I felt as if someone had robbed me of my breath.

 

“Their plan was to buy her back, Sita, but when they reached the chakla the British wouldn’t hear why they had come. So your father and Shivaji returned with more men. They shot them both,” Deepan said. “Your father died immediately. My father lingered for three days.”

 

Father. My father was dead. Shivaji was gone.

 

“We can take you to the chakla, Sita, but they won’t release her.”

 

“What about Avani?” I whispered. “And Dadi-ji?”

 

“Your father’s wife committed sati,” Deepan explained. “No one could stop her.”

 

I covered my mouth with my hands.
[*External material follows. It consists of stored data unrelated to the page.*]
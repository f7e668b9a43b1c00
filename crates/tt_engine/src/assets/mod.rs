//! Asset loading seam
//!
//! Textures and fonts are looked up by name. Providers only need to know an
//! asset's size and hand out a handle; decoding pixels is the draw backend's
//! business. Field maps are the exception: their pixels say where a sprite
//! field places its sprites, so they are decoded here.

use std::collections::HashMap;
use std::path::{Path, PathBuf};

use thiserror::Error;

use crate::foundation::math::Color;
use crate::render::{FontHandle, Texture, TextureHandle, TextureSource};

/// Asset loading errors
#[derive(Error, Debug)]
pub enum AssetError {
    /// Asset not found
    #[error("Asset not found: {0}")]
    NotFound(String),

    /// The file exists but could not be decoded
    #[error("Corrupt asset {path}: {source}")]
    Corrupt {
        /// File that failed to decode
        path: PathBuf,
        /// Decoder error
        #[source]
        source: image::ImageError,
    },

    /// IO error during asset loading
    #[error("IO error: {0}")]
    Io(#[from] std::io::Error),
}

/// Grid of cells, each either empty or holding a tint
///
/// Decoded from an image: every pixel with a non-zero alpha is an occupied
/// cell tinted with the pixel's color.
#[derive(Debug, Clone, PartialEq)]
pub struct FieldMap {
    width: u32,
    height: u32,
    cells: Vec<Option<Color>>,
}

impl FieldMap {
    /// Create an empty field
    pub fn new(width: u32, height: u32) -> Self {
        Self {
            width,
            height,
            cells: vec![None; (width as usize) * (height as usize)],
        }
    }

    /// Build a field from text rows, `.` and ` ` being empty cells
    ///
    /// Rows shorter than the longest one are padded with empty cells.
    #[allow(clippy::cast_possible_truncation)]
    pub fn from_rows(rows: &[&str], tint: Color) -> Self {
        let width = rows.iter().map(|row| row.chars().count()).max().unwrap_or(0);
        let mut field = Self::new(width as u32, rows.len() as u32);
        for (y, row) in rows.iter().enumerate() {
            for (x, cell) in row.chars().enumerate() {
                if cell != '.' && cell != ' ' {
                    field.set(x as u32, y as u32, Some(tint));
                }
            }
        }
        field
    }

    /// Decode an RGBA image
    pub fn from_image(image: &image::RgbaImage) -> Self {
        let mut field = Self::new(image.width(), image.height());
        for (x, y, pixel) in image.enumerate_pixels() {
            let [r, g, b, a] = pixel.0;
            if a > 0 {
                let channel = |v: u8| f32::from(v) / 255.0;
                field.set(x, y, Some(Color::rgba(channel(r), channel(g), channel(b), channel(a))));
            }
        }
        field
    }

    /// Cells per row
    pub const fn width(&self) -> u32 {
        self.width
    }

    /// Rows
    pub const fn height(&self) -> u32 {
        self.height
    }

    /// Tint of a cell, `None` when empty or outside the field
    pub fn get(&self, x: u32, y: u32) -> Option<Color> {
        self.index(x, y).and_then(|index| self.cells[index])
    }

    /// Fill or empty a cell; cells outside the field are ignored
    pub fn set(&mut self, x: u32, y: u32, cell: Option<Color>) {
        if let Some(index) = self.index(x, y) {
            self.cells[index] = cell;
        }
    }

    /// Occupied cells in row order
    pub fn occupied(&self) -> impl Iterator<Item = (u32, u32, Color)> + '_ {
        let width = self.width.max(1) as usize;
        self.cells.iter().enumerate().filter_map(move |(index, cell)| {
            #[allow(clippy::cast_possible_truncation)]
            cell.map(|tint| ((index % width) as u32, (index / width) as u32, tint))
        })
    }

    fn index(&self, x: u32, y: u32) -> Option<usize> {
        (x < self.width && y < self.height).then(|| (y as usize) * (self.width as usize) + x as usize)
    }
}

/// Source of textures, fonts and field maps
pub trait AssetProvider {
    /// Load a texture by name
    fn load_texture(&mut self, name: &str) -> Result<Texture, AssetError>;

    /// Load a font by name
    fn load_font(&mut self, name: &str) -> Result<FontHandle, AssetError>;

    /// Load a field map by name
    fn load_field(&mut self, name: &str) -> Result<FieldMap, AssetError> {
        Err(AssetError::NotFound(name.to_string()))
    }
}

/// Loads assets from a content directory
///
/// Texture names may omit the `.png` extension. Loaded assets are cached by
/// name, so loading the same name twice returns the same handle.
#[derive(Debug)]
pub struct FileAssetProvider {
    root: PathBuf,
    textures: HashMap<String, Texture>,
    fonts: HashMap<String, FontHandle>,
    next_handle: u32,
}

impl FileAssetProvider {
    /// Create a provider reading from `root`
    pub fn new(root: impl Into<PathBuf>) -> Self {
        Self {
            root: root.into(),
            textures: HashMap::new(),
            fonts: HashMap::new(),
            next_handle: 0,
        }
    }

    /// Content directory
    pub fn root(&self) -> &Path {
        &self.root
    }

    fn resolve(&self, name: &str, default_extension: &str) -> Result<PathBuf, AssetError> {
        let path = self.root.join(name);
        if path.is_file() {
            return Ok(path);
        }
        let with_extension = path.with_extension(default_extension);
        if path.extension().is_none() && with_extension.is_file() {
            return Ok(with_extension);
        }
        Err(AssetError::NotFound(path.display().to_string()))
    }

    fn next_handle(&mut self) -> u32 {
        self.next_handle += 1;
        self.next_handle
    }
}

impl AssetProvider for FileAssetProvider {
    fn load_texture(&mut self, name: &str) -> Result<Texture, AssetError> {
        if let Some(texture) = self.textures.get(name) {
            return Ok(*texture);
        }

        let path = self.resolve(name, "png")?;
        let (width, height) = image::image_dimensions(&path).map_err(|e| match e {
            image::ImageError::IoError(io) => AssetError::Io(io),
            other => AssetError::Corrupt {
                path: path.clone(),
                source: other,
            },
        })?;

        let texture = Texture::new(TextureSource::Asset(TextureHandle(self.next_handle())), width, height);
        log::debug!("Loaded texture {name} ({width}x{height}) from {}", path.display());
        self.textures.insert(name.to_string(), texture);
        Ok(texture)
    }

    fn load_font(&mut self, name: &str) -> Result<FontHandle, AssetError> {
        if let Some(font) = self.fonts.get(name) {
            return Ok(*font);
        }

        let path = self.resolve(name, "ttf")?;
        let font = FontHandle(self.next_handle());
        log::debug!("Loaded font {name} from {}", path.display());
        self.fonts.insert(name.to_string(), font);
        Ok(font)
    }

    fn load_field(&mut self, name: &str) -> Result<FieldMap, AssetError> {
        let path = self.resolve(name, "png")?;
        let image = image::open(&path).map_err(|e| match e {
            image::ImageError::IoError(io) => AssetError::Io(io),
            other => AssetError::Corrupt {
                path: path.clone(),
                source: other,
            },
        })?;
        let field = FieldMap::from_image(&image.to_rgba8());
        log::debug!("Loaded {}x{} field {name} from {}", field.width(), field.height(), path.display());
        Ok(field)
    }
}

/// Serves assets registered up front, for tests and headless runs
#[derive(Debug, Default)]
pub struct MemoryAssetProvider {
    textures: HashMap<String, (u32, u32)>,
    fonts: Vec<String>,
    fields: HashMap<String, FieldMap>,
}

impl MemoryAssetProvider {
    /// Create an empty provider
    pub fn new() -> Self {
        Self::default()
    }

    /// Register a texture of the given pixel size
    #[must_use]
    pub fn with_texture(mut self, name: impl Into<String>, width: u32, height: u32) -> Self {
        self.textures.insert(name.into(), (width, height));
        self
    }

    /// Register a font
    #[must_use]
    pub fn with_font(mut self, name: impl Into<String>) -> Self {
        self.fonts.push(name.into());
        self
    }

    /// Register a field map
    #[must_use]
    pub fn with_field(mut self, name: impl Into<String>, field: FieldMap) -> Self {
        self.fields.insert(name.into(), field);
        self
    }
}

impl AssetProvider for MemoryAssetProvider {
    fn load_texture(&mut self, name: &str) -> Result<Texture, AssetError> {
        let mut names: Vec<&String> = self.textures.keys().collect();
        names.sort();
        let index = names
            .iter()
            .position(|n| n.as_str() == name)
            .ok_or_else(|| AssetError::NotFound(name.to_string()))?;
        let (width, height) = self.textures[name];
        #[allow(clippy::cast_possible_truncation)]
        let handle = TextureHandle(index as u32 + 1);
        Ok(Texture::new(TextureSource::Asset(handle), width, height))
    }

    fn load_font(&mut self, name: &str) -> Result<FontHandle, AssetError> {
        let index = self
            .fonts
            .iter()
            .position(|n| n == name)
            .ok_or_else(|| AssetError::NotFound(name.to_string()))?;
        #[allow(clippy::cast_possible_truncation)]
        let handle = FontHandle(index as u32 + 1);
        Ok(handle)
    }

    fn load_field(&mut self, name: &str) -> Result<FieldMap, AssetError> {
        self.fields
            .get(name)
            .cloned()
            .ok_or_else(|| AssetError::NotFound(name.to_string()))
    }
}

#[cfg(test)]
mod tests {
    use super::*;

    fn temp_content_dir(test: &str) -> PathBuf {
        let dir = std::env::temp_dir().join(format!("tt_engine_assets_{test}_{}", std::process::id()));
        std::fs::create_dir_all(&dir).unwrap();
        dir
    }

    #[test]
    fn test_file_provider_reads_png_size() {
        let dir = temp_content_dir("size");
        image::RgbaImage::new(8, 4).save(dir.join("ball.png")).unwrap();

        let mut assets = FileAssetProvider::new(&dir);
        let texture = assets.load_texture("ball").unwrap();
        assert_eq!((texture.width, texture.height), (8, 4));
        assert_eq!(assets.load_texture("ball").unwrap(), texture);

        std::fs::remove_dir_all(dir).ok();
    }

    #[test]
    fn test_file_provider_reports_missing_and_corrupt() {
        let dir = temp_content_dir("errors");
        std::fs::write(dir.join("broken.png"), b"not a png").unwrap();

        let mut assets = FileAssetProvider::new(&dir);
        assert!(matches!(assets.load_texture("missing"), Err(AssetError::NotFound(_))));
        assert!(matches!(assets.load_texture("broken.png"), Err(AssetError::Corrupt { .. })));
        assert!(matches!(assets.load_font("nofont"), Err(AssetError::NotFound(_))));

        std::fs::remove_dir_all(dir).ok();
    }

    #[test]
    fn test_file_provider_decodes_field_alpha() {
        let dir = temp_content_dir("field");
        let mut pixels = image::RgbaImage::new(3, 2);
        pixels.put_pixel(0, 0, image::Rgba([255, 0, 0, 255]));
        pixels.put_pixel(2, 1, image::Rgba([0, 0, 255, 255]));
        pixels.save(dir.join("level.png")).unwrap();

        let mut assets = FileAssetProvider::new(&dir);
        let field = assets.load_field("level").unwrap();
        assert_eq!((field.width(), field.height()), (3, 2));
        assert_eq!(field.get(0, 0), Some(Color::rgb(1.0, 0.0, 0.0)));
        assert_eq!(field.get(1, 0), None);
        assert_eq!(field.occupied().map(|(x, y, _)| (x, y)).collect::<Vec<_>>(), vec![(0, 0), (2, 1)]);

        std::fs::remove_dir_all(dir).ok();
    }

    #[test]
    fn test_field_from_rows_pads_short_rows() {
        let field = FieldMap::from_rows(&["#.#", "#"], Color::WHITE);
        assert_eq!((field.width(), field.height()), (3, 2));
        assert_eq!(field.occupied().count(), 3);
        assert_eq!(field.get(1, 1), None);
        assert_eq!(field.get(7, 7), None);
    }

    #[test]
    fn test_memory_provider() {
        let mut assets = MemoryAssetProvider::new().with_texture("ball", 32, 32).with_font("default");
        assert_eq!(assets.load_texture("ball").unwrap().width, 32);
        assert_eq!(assets.load_font("default").unwrap(), FontHandle(1));
        assert!(assets.load_texture("paddle").is_err());
        assert!(matches!(assets.load_field("level"), Err(AssetError::NotFound(_))));
    }
}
Avani had not been able to envision a life in which she had been made a widow twice. Was she afraid that no one would take care of her? Had she asked someone to write to me and gotten no response?

 

“Your grandmother fell ill and died within the month.”

 

Regret, as hot and searing as fire, burned through my body. When I had first arrived at Jhansi, Jhalkari had warned me not to send my letters through Gopal. But I had wanted to save money. My act of thrift had cost me everything.

 

If someone had told me that my acceptance in the Durga Dal would come at the cost of my family, I can say with certainty I would never have continued. Whatever my fate might have been, I would not have risked my father’s life, or the lives of Anu or Avani, to save myself from the Temple of Annapurna.

 

“We are bringing my sister back,” I said.

 

But Deepan glanced behind him. “Sita, she has been gone for four months.”

 

I knew what he meant. Ishan didn’t want her anymore. “Is it true?” I turned to him. I wanted to hear it from his lips. “Are you casting her off?”

 

He looked away.

 

“Say it!” I screamed.

 

He began to cry.

 

Arjun took my arm. “Sita, let’s find her. Lead us to the chakla,” he said. “How many soldiers are there?”

 

The second brother guessed, “Maybe fifty. The British posted them in any village large enough to cause trouble.”